*** ENTRIES SUPPLIED ***
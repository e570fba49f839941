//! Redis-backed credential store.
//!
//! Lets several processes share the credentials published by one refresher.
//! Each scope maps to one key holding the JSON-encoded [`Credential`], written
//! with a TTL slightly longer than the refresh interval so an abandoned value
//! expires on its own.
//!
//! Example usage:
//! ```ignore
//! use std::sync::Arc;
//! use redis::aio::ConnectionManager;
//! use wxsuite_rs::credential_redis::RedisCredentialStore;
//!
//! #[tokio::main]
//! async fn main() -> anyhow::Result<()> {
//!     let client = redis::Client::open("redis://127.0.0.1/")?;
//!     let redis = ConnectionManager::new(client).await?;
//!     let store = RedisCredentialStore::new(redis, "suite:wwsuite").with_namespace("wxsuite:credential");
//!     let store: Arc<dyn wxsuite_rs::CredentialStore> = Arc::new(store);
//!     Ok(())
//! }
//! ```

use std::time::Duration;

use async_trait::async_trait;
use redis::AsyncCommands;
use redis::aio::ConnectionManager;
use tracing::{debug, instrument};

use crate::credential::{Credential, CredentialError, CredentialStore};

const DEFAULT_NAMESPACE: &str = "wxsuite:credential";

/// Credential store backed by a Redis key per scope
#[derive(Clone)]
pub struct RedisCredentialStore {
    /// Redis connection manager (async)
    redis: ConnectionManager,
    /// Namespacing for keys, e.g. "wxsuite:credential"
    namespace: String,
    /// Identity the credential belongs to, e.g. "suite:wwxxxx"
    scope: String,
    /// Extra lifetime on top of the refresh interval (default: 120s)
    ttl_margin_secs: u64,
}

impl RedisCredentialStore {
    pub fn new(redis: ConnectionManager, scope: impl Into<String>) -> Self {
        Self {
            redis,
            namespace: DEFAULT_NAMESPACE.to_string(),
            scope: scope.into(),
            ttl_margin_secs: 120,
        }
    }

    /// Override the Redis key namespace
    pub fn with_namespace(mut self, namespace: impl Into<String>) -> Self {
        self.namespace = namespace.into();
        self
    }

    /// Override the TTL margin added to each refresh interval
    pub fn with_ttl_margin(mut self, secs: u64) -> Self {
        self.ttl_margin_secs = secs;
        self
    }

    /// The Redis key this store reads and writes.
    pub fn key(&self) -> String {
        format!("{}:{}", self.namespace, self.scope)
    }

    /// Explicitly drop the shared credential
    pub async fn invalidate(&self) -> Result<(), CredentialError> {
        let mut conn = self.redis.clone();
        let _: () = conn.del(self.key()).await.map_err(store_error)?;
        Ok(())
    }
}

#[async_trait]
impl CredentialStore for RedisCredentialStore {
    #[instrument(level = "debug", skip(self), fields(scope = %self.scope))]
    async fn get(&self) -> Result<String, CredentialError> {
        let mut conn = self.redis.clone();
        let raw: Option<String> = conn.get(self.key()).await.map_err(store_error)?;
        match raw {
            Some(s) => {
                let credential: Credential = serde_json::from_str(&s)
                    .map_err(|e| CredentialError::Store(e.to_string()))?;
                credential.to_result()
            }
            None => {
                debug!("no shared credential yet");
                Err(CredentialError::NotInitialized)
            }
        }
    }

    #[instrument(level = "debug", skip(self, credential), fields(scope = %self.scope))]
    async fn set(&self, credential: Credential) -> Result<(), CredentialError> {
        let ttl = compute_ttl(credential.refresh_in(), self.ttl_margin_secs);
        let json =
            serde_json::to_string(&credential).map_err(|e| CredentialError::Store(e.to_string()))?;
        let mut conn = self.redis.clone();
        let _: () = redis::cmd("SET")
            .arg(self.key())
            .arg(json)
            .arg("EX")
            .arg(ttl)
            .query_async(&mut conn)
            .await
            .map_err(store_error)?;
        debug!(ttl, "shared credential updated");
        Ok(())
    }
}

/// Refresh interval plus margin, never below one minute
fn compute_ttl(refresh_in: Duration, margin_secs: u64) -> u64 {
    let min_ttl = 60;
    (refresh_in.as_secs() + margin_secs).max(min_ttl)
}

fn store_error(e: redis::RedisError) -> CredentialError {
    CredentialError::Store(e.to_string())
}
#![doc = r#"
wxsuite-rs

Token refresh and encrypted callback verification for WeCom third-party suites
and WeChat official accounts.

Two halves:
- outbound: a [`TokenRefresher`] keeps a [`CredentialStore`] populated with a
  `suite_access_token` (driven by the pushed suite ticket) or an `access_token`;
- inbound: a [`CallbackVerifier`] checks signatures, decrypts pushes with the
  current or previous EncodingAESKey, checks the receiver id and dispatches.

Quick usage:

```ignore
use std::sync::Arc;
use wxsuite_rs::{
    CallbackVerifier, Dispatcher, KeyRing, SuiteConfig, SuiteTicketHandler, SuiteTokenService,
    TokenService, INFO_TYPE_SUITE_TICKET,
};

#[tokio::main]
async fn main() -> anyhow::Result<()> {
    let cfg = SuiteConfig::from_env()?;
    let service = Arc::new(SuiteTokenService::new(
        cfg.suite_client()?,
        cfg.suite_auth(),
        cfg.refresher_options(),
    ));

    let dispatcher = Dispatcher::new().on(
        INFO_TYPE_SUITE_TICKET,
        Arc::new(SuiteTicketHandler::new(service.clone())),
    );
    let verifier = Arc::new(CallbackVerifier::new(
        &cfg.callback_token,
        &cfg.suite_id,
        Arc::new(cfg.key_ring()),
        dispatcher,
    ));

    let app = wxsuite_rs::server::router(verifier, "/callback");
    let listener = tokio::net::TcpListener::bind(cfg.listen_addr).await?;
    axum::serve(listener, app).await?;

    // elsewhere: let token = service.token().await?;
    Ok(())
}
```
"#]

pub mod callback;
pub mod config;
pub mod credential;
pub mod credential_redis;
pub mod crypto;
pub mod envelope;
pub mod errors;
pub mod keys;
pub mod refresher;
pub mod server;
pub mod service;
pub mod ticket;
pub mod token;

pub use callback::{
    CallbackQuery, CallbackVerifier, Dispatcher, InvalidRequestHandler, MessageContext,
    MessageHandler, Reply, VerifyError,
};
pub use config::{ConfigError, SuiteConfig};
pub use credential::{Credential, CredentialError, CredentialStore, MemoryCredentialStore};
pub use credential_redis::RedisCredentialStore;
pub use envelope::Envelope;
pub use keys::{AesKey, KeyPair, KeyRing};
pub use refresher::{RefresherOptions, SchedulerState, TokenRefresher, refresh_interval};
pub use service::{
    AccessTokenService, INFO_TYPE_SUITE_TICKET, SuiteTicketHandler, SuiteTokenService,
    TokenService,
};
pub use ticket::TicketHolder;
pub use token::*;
*** End of ENTRIES SUPPLIED ***
Lines with the string "skip": pick each one out of the material and return it.

ANSWER TO THIS EXERCISE:
    #[instrument(level = "debug", skip(self), fields(scope = %self.scope))]
    #[instrument(level = "debug", skip(self, credential), fields(scope = %self.scope))]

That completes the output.